C’est toute la question. Tout repose sur la tâche à effectuer : régalienne ou non ? Agent assermenté ou pas ? Avec un pouvoir d’autorité, de police ? Les choses ont beaucoup évolué depuis les années trente avec le rôle de l’Etat. Faut-il être agent de l’Etat pour exploiter un chemin de fer ? Pas obligatoirement. Car l’exploitation ferroviaire repose sur l’application ferme d’une série de réglementations et de procédures. N’importe qui, quel que soit son statut de travail, moyennant des aptitudes complètes et reconnues, peut conduire un train ou gérer le trafic en respectant la totalité des règles de conduite et d’exploitation. Tel est le cas des conducteurs de train d’Eurotunnel, société entièrement privée. Il n’y a donc aucune différence dans la conduite d’un train selon que l’on soit de statut privé ou agent de l’Etat. C’est le respect des procédures qui garantit la sécurité, pas la fiche de paie…
L’entreprise publique DBAG, les chemins de fer allemands au capital détenu à 100% aux mains de l’Etat allemand, dispose actuellement de 230.000 cheminots dont seulement 34.000 statutaires qui sont « gérés » par un organisme externe prenant en charge les « extras et les surcoûts » du statut.
(photo de Kbrookes via flickr CC-BY-NC-ND 2.0)
Mais alors, pourquoi tant de fièvre chez les cheminots ?
Jadis, le corps cheminot était composé – hors ingénieurs – de personnes faiblement, voire pas du tout diplômées. Le statut, comparé aux règles du travail de droit commun d’époque, leurs offrait l’avantage absolu de la garantie de l’emploi ainsi que des avantages en termes d’heures hebdomadaires prestées, de jour de congé, de prestations différenciées en soins de santé, de crédit hypothécaire avantageux, et in fine, en matière de pension. Mais l’indice socio-économique du personnel a grandement évolué de nos jours et on n’entre plus aux chemins de fer comme jadis, sans un diplôme minimal. Du coup, le maintien de telles dispositions statutaires anciennes, alors que le rôle de l’Etat s’est lui aussi modifié, est régulièrement jugé excessif de nos jours par rapport à la majorité de la population active, qui n’en bénéficie pas…

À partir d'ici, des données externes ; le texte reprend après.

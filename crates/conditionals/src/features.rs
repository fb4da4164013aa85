//! Inducing features summarizing a GP with M representative variables.
//!
//! An inducing feature provides the prior covariance `Kuu` (M, M) between its inducing
//! variables and the cross covariance `Kuf` (M, N) between inducing variables and
//! function values at N points, for a given kernel.
//!
//! * [InducingPoints] are function values at M locations `Z` and work with any [Kernel],
//! * [Multiscale] are inducing points blurred by a gaussian window and are available
//! for the squared exponential kernel only.
use crate::errors::{CondError, Result};
use crate::kernels::{Kernel, SquaredExponential};
use crate::utils::{jitter_eye, pairwise_differences};
use linfa::Float;
use ndarray::{Array1, Array2, ArrayView2, Axis, Zip};
#[cfg(feature = "serializable")]
use serde::{Deserialize, Serialize};

/// A trait for inducing variables of a GP with kernel `K`
pub trait InducingFeature<F: Float, K: Kernel<F>>: Send + Sync {
    /// Number of inducing variables M
    fn len(&self) -> usize;

    /// Whether there is no inducing variable
    fn is_empty(&self) -> bool {
        self.len() == 0
    }

    /// Number of components of the input space
    fn input_dim(&self) -> usize;

    /// Covariance (M, M) between inducing variables with `jitter` added to its diagonal
    fn kuu(&self, kernel: &K, jitter: F) -> Array2<F>;

    /// Cross covariance (M, N) between inducing variables and function values at `xnew` (N, nx)
    fn kuf(&self, kernel: &K, xnew: &ArrayView2<F>) -> Array2<F>;
}

/// Inducing variables given as function values at M locations `z` (M, nx)
#[derive(Clone, Debug, PartialEq)]
#[cfg_attr(
    feature = "serializable",
    derive(Serialize, Deserialize),
    serde(bound(serialize = "F: Serialize", deserialize = "F: Deserialize<'de>"))
)]
pub struct InducingPoints<F: Float> {
    z: Array2<F>,
}

impl<F: Float> InducingPoints<F> {
    /// Constructor given locations as a (M, nx) matrix
    pub fn new(z: Array2<F>) -> Self {
        InducingPoints { z }
    }

    /// Inducing points locations
    pub fn z(&self) -> &Array2<F> {
        &self.z
    }
}

impl<F: Float, K: Kernel<F>> InducingFeature<F, K> for InducingPoints<F> {
    fn len(&self) -> usize {
        self.z.nrows()
    }

    fn input_dim(&self) -> usize {
        self.z.ncols()
    }

    fn kuu(&self, kernel: &K, jitter: F) -> Array2<F> {
        kernel.k(&self.z, &self.z) + jitter_eye(self.z.nrows(), jitter)
    }

    fn kuf(&self, kernel: &K, xnew: &ArrayView2<F>) -> Array2<F> {
        kernel.k(&self.z, xnew)
    }
}

/// Multi-scale inducing points: inducing locations `z` (M, nx) with their
/// gaussian window widths `scales` (M, nx)
///
/// Reference:
///
/// * Walder, C., Kim, K. I. & Schölkopf, B. Sparse multiscale gaussian process regression.
///   Proceedings of the 25th International Conference on Machine Learning (2008).
#[derive(Clone, Debug, PartialEq)]
#[cfg_attr(
    feature = "serializable",
    derive(Serialize, Deserialize),
    serde(bound(serialize = "F: Serialize", deserialize = "F: Deserialize<'de>"))
)]
pub struct Multiscale<F: Float> {
    z: Array2<F>,
    scales: Array2<F>,
}

impl<F: Float> Multiscale<F> {
    /// Constructor given locations and window widths as (M, nx) matrices
    ///
    /// Returns [CondError::ShapeError] if `z` and `scales` shapes differ
    pub fn new(z: Array2<F>, scales: Array2<F>) -> Result<Self> {
        if z.dim() != scales.dim() {
            return Err(CondError::ShapeError(format!(
                "multiscale inducing points {:?} and scales {:?} should have the same shape",
                z.dim(),
                scales.dim()
            )));
        }
        Ok(Multiscale { z, scales })
    }

    /// Inducing points locations
    pub fn z(&self) -> &Array2<F> {
        &self.z
    }

    /// Inducing points window widths
    pub fn scales(&self) -> &Array2<F> {
        &self.scales
    }
}

impl<F: Float> InducingFeature<F, SquaredExponential<F>> for Multiscale<F> {
    fn len(&self) -> usize {
        self.z.nrows()
    }

    fn input_dim(&self) -> usize {
        self.z.ncols()
    }

    /// ```text
    ///                                  nx                                      nx
    /// Kuu_ij = variance * exp( - 1/2 sum (z_ik - z_jk)^2 / s_ijk^2 ) * prod l_k / s_ijk
    ///                                 k=1                                     k=1
    /// ```
    /// with `s_ijk^2 = (l_k + scales_ik)^2 + (l_k + scales_jk)^2 - l_k^2`
    fn kuu(&self, kernel: &SquaredExponential<F>, jitter: F) -> Array2<F> {
        let m = self.z.nrows();
        let l = kernel.lengthscales_for(self.z.ncols());
        let ls2 = (&self.scales + &l).mapv(|v| v * v);
        let l2 = l.mapv(|v| v * v);
        let variance = kernel.process_variance();

        let mut kuu = Array2::zeros((m, m));
        Zip::indexed(&mut kuu).for_each(|(i, j), kij| {
            let sc = (&ls2.row(i) + &ls2.row(j) - &l2).mapv(|v| v.sqrt());
            let d = ((&self.z.row(i) - &self.z.row(j)) / &sc)
                .mapv(|v| v * v)
                .sum();
            let prod = (&l / &sc).product();
            *kij = variance * F::exp(F::cast(-0.5) * d) * prod;
        });
        kuu + jitter_eye(m, jitter)
    }

    /// ```text
    ///                                   nx                                      nx
    /// Kuf_ij = variance * exp( - 1/2 sum (z_ik - x_jk)^2 / s_ik^2 ) * prod l_k / s_ik
    ///                                  k=1                                     k=1
    /// ```
    /// with `s_ik = l_k + scales_ik`
    fn kuf(&self, kernel: &SquaredExponential<F>, xnew: &ArrayView2<F>) -> Array2<F> {
        let (m, nx) = self.z.dim();
        let n = xnew.nrows();
        let l = kernel.lengthscales_for(nx);
        let sc = &self.scales + &l;
        let prods: Array1<F> = (&l / &sc).map_axis(Axis(1), |row| row.product());
        let variance = kernel.process_variance();

        // (M * N, nx) differences z_i - x_j at row i * N + j
        let diffs = pairwise_differences(&self.z, xnew);
        Array2::from_shape_fn((m, n), |(i, j)| {
            let d = (&diffs.row(i * n + j) / &sc.row(i)).mapv(|v| v * v).sum();
            variance * F::exp(F::cast(-0.5) * d) * prods[i]
        })
    }
}

#[cfg(test)]
mod tests {
    use super::*;
    use crate::kernels::Matern32;
    use approx::assert_abs_diff_eq;
    use ndarray::array;

    #[test]
    fn test_inducing_points_covariances() {
        let kernel = Matern32::new(2., array![0.5]);
        let z = array![[0.], [0.5], [1.]];
        let feat = InducingPoints::new(z.clone());
        assert_eq!(InducingFeature::<f64, Matern32<f64>>::len(&feat), 3);
        assert_eq!(InducingFeature::<f64, Matern32<f64>>::input_dim(&feat), 1);

        let kuu = feat.kuu(&kernel, 1e-3);
        assert_abs_diff_eq!(kuu, kernel.k(&z, &z) + jitter_eye(3, 1e-3), epsilon = 1e-12);
        let xnew = array![[0.2], [0.7]];
        let kuf = feat.kuf(&kernel, &xnew.view());
        assert_eq!(kuf.dim(), (3, 2));
        assert_abs_diff_eq!(kuf, kernel.k(&z, &xnew), epsilon = 1e-12);
    }

    #[test]
    fn test_multiscale_with_null_scales_are_inducing_points() {
        let kernel = SquaredExponential::new(1.5, array![0.7, 1.3]);
        let z = array![[0., 0.], [0.5, -1.], [1., 2.], [-0.3, 0.4]];
        let xnew = array![[0.2, 0.1], [0.7, -0.5], [2., 1.]];
        let points = InducingPoints::new(z.clone());
        let multiscale = Multiscale::new(z, Array2::zeros((4, 2))).unwrap();
        assert_abs_diff_eq!(
            multiscale.kuu(&kernel, 1e-6),
            points.kuu(&kernel, 1e-6),
            epsilon = 1e-12
        );
        assert_abs_diff_eq!(
            multiscale.kuf(&kernel, &xnew.view()),
            points.kuf(&kernel, &xnew.view()),
            epsilon = 1e-12
        );
    }

    #[test]
    fn test_multiscale_covariances() {
        let kernel = SquaredExponential::new(1., array![1.]);
        let feat = Multiscale::new(array![[0.], [1.]], array![[1.], [0.]]).unwrap();
        let kuu = feat.kuu(&kernel, 0.);
        // symmetric, blurred inducing point has a reduced variance
        assert_abs_diff_eq!(kuu[[0, 1]], kuu[[1, 0]], epsilon = 1e-12);
        // s^2 = 4 + 4 - 1 = 7
        assert_abs_diff_eq!(kuu[[0, 0]], 1. / 7f64.sqrt(), epsilon = 1e-12);
        assert_abs_diff_eq!(kuu[[1, 1]], 1., epsilon = 1e-12);

        let kuf = feat.kuf(&kernel, &array![[0.]].view());
        // s = 2 for the first inducing point
        assert_abs_diff_eq!(kuf[[0, 0]], 0.5, epsilon = 1e-12);
        assert_abs_diff_eq!(kuf[[1, 0]], f64::exp(-0.5), epsilon = 1e-12);
    }

    #[test]
    fn test_multiscale_shape_mismatch() {
        let res = Multiscale::new(array![[0., 1.], [1., 2.]], Array2::<f64>::zeros((2, 1)));
        assert!(matches!(res, Err(CondError::ShapeError(_))));
        let feat = Multiscale::new(array![[0.], [1.]], array![[0.1], [0.2]]).unwrap();
        assert_eq!(feat.z(), &array![[0.], [1.]]);
        assert_eq!(feat.scales(), &array![[0.1], [0.2]]);
    }
}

En clair : statut ou pas, un service public ferroviaire est-il faisable ?
Absolument ! Un service public, c’est deux choses : un contenu et de l’argent public pour le payer. L’équilibre entre les deux est une responsabilité politique. Qui doit rendre le service au public avec le budget convenu ? Là se situe la bagarre idéologique. En France, en Belgique et au Luxembourg, il n’est admis que le seul le service public avec personnel statutaire national. En Suisse, on admet du personnel statutaire cantonal dans leurs trains dits « privés » (qui sont en réalité des compagnies publiques détenues par les cantons…). Ailleurs, ce sont les provinces ou régions qui gèrent et payent une délégation de service public, comme expliqué plus haut, sans s’occuper du statut du personnel utilisé ou alors avec des agents de statut régional plus proche du droit commun. Côté finances, les clauses contractuelles définissent souvent un cadre budgétaire stricte. Dans les meilleures configurations institutionnelles, tout dépassement de budget est à charge du prestataire et pas du contribuable. Sur ce point, les Etats de l’Union européenne proposent des solutions très diversifiées…ou ne proposent rien !
Les entreprises publiques sont mieux armées pour la sécurité…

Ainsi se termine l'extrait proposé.